彼女が揚羽を庇う理由はよく分かりません。
彼女が揚羽を庇うつもりなら、揚羽の名を決して出そうとしなかったはずです。
「私一人が罰せられれば、揚羽姉上は今後自重なさります。ああ見えて、家族想いですから……。姉上は常に沈着冷静で、本来このような真似をしません。感情が先行するのは正宗様のことが発端だからです」
「揚羽様の罪を見逃しては筋が通らないでしょう」
風が真悠に言いました。
「正宗様と風殿が口裏を合わせればいいだけです。世の中、正しき事だけがまかり通る訳ではないでしょう。そう思うのは子供だけです。万事の為に小事を切り捨てることも肝要と思います」
「当事者のあなたが言う言葉ではないです」
風が真悠を批判しました。
「風、お前の意見が聞きたい」
「正宗様、揚羽様を特別扱いするべきではありません。今後、このことが露見する方が問題です。
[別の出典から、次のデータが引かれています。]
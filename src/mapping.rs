//! Reading runtime field entries out of a mapping and writing them back.

use serde::Deserialize;
use serde_json::{Map, Value};
use std::collections::BTreeMap;
use tracing::debug;

use crate::errors::{FieldError, Result};
use crate::field_type::{FieldType, RuntimeKeywordFieldType, CONTENT_TYPE, RUNTIME_TYPE};
use crate::script::{ScriptCache, ScriptDefinition};

/// One runtime field entry as it appears in a mapping.
#[derive(Debug, Clone, Deserialize)]
#[serde(deny_unknown_fields)]
pub struct RuntimeFieldMapping {
    #[serde(rename = "type", default)]
    pub type_name: Option<String>,
    pub runtime_type: String,
    pub script: ScriptDefinition,
    #[serde(default)]
    pub meta: BTreeMap<String, String>,
}

/// Parse and compile one field. The script is compiled (or fetched from
/// `cache`) here, so a broken script fails the mapping, not the first query.
pub fn parse_field(name: &str, entry: &Value, cache: &ScriptCache) -> Result<RuntimeKeywordFieldType> {
    let mapping: RuntimeFieldMapping = serde_json::from_value(entry.clone())
        .map_err(|e| FieldError::Mapping(format!("failed to parse mapping for [{name}]: {e}")))?;
    if let Some(t) = mapping.type_name.as_deref().filter(|t| *t != CONTENT_TYPE) {
        return Err(FieldError::Mapping(format!(
            "field [{name}] has type [{t}], expected [{CONTENT_TYPE}]"
        )));
    }
    if mapping.runtime_type != RUNTIME_TYPE {
        return Err(FieldError::Mapping(format!(
            "runtime_type [{}] is not supported for field [{name}]",
            mapping.runtime_type
        )));
    }
    let factory = cache.get_or_compile(&mapping.script)?;
    debug!(field = name, script = mapping.script.id_or_code(), "parsed runtime keyword field");
    RuntimeKeywordFieldType::new(name, mapping.script, factory, mapping.meta)
}

/// Parse every entry of a `{name: entry, ..}` object, in key order.
pub fn parse_fields(mappings: &Value, cache: &ScriptCache) -> Result<Vec<RuntimeKeywordFieldType>> {
    let obj = mappings
        .as_object()
        .ok_or_else(|| FieldError::Mapping("mappings must be a JSON object".into()))?;
    obj.iter().map(|(name, entry)| parse_field(name, entry, cache)).collect()
}

/// Full mapping entry for a field: the type, the body and any meta.
pub fn to_mapping(field: &dyn FieldType) -> Value {
    let mut out = Map::new();
    out.insert("type".into(), Value::from(field.type_name()));
    field.serialize_mapping_body(&mut out);
    if !field.meta().is_empty() {
        let meta = field
            .meta()
            .iter()
            .map(|(k, v)| (k.clone(), Value::from(v.as_str())))
            .collect::<Map<_, _>>();
        out.insert("meta".into(), Value::Object(meta));
    }
    Value::Object(out)
}

/// Script definition back out of a serialized body.
pub fn script_from_body(body: &Map<String, Value>) -> Result<ScriptDefinition> {
    let script = body
        .get("script")
        .ok_or_else(|| FieldError::Mapping("mapping body has no [script]".into()))?;
    serde_json::from_value(script.clone()).map_err(|e| FieldError::Mapping(e.to_string()))
}
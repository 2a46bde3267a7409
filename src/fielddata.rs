//! Exposes script values as sorted binary doc values for sorting and aggregations.

use itertools::Itertools;
use serde_json::Value;
use std::collections::BTreeMap;
use std::sync::Arc;
use tracing::debug;

use crate::context::{DocId, QueryContext, Segment};
use crate::errors::Result;
use crate::script::{LeafEvaluator, LeafFactory, StringScriptFactory};

/// Deferred field data: holds the compiled script until a search request binds it.
#[derive(Debug, Clone)]
pub struct FieldDataBuilder {
    field: String,
    index: String,
    factory: Arc<dyn StringScriptFactory>,
    params: BTreeMap<String, Value>,
}

impl FieldDataBuilder {
    pub(crate) fn new(
        field: impl Into<String>,
        index: impl Into<String>,
        factory: Arc<dyn StringScriptFactory>,
        params: BTreeMap<String, Value>,
    ) -> Self {
        Self { field: field.into(), index: index.into(), factory, params }
    }

    pub fn index(&self) -> &str {
        &self.index
    }

    pub fn build(&self, ctx: &QueryContext) -> Result<ScriptBinaryFieldData> {
        let leaf_factory = self.factory.new_factory(&self.params, ctx)?;
        debug!(field = %self.field, index = %self.index, "built script field data");
        Ok(ScriptBinaryFieldData { field: self.field.clone(), leaf_factory })
    }
}

/// Field data bound to one search request.
#[derive(Debug, Clone)]
pub struct ScriptBinaryFieldData {
    field: String,
    leaf_factory: Arc<dyn LeafFactory>,
}

impl ScriptBinaryFieldData {
    pub fn field(&self) -> &str {
        &self.field
    }

    pub fn load<'a>(&self, segment: &'a Segment) -> Result<ScriptBinaryDocValues<'a>> {
        Ok(ScriptBinaryDocValues {
            leaf: self.leaf_factory.for_segment(segment)?,
            values: Vec::new(),
            cursor: 0,
        })
    }
}

/// Per-segment cursor. Values of the current document are sorted by their
/// UTF-8 bytes; duplicates are kept.
pub struct ScriptBinaryDocValues<'a> {
    leaf: Box<dyn LeafEvaluator + 'a>,
    values: Vec<String>,
    cursor: usize,
}

impl ScriptBinaryDocValues<'_> {
    /// Position on `doc`; true if it has at least one value.
    pub fn advance_exact(&mut self, doc: DocId) -> Result<bool> {
        self.values = self.leaf.values_for(doc)?.into_iter().sorted().collect();
        self.cursor = 0;
        Ok(!self.values.is_empty())
    }

    pub fn doc_value_count(&self) -> usize {
        self.values.len()
    }

    pub fn next_value(&mut self) -> Option<&[u8]> {
        let v = self.values.get(self.cursor)?;
        self.cursor += 1;
        Some(v.as_bytes())
    }
}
揚羽様には折りを見て、汚名を注ぐ場をお与えなさればいいのです」
風は真剣な表情で私を見て言いました。
「真悠、お前を賊の逃亡幇助の罪で棒叩き50回の罰を言い渡す。揚羽への罰は改めて言い渡す。罪の執行は城に戻ってからだ」
私は真悠を真っ直ぐ見て言いました。
「正宗様、ご賢明な判断です」
風は私を見て言いました。
「わかりました。謹んで罰を受けます」
真悠は私の裁決が下ると、表情を変えずに拱手をして応えました。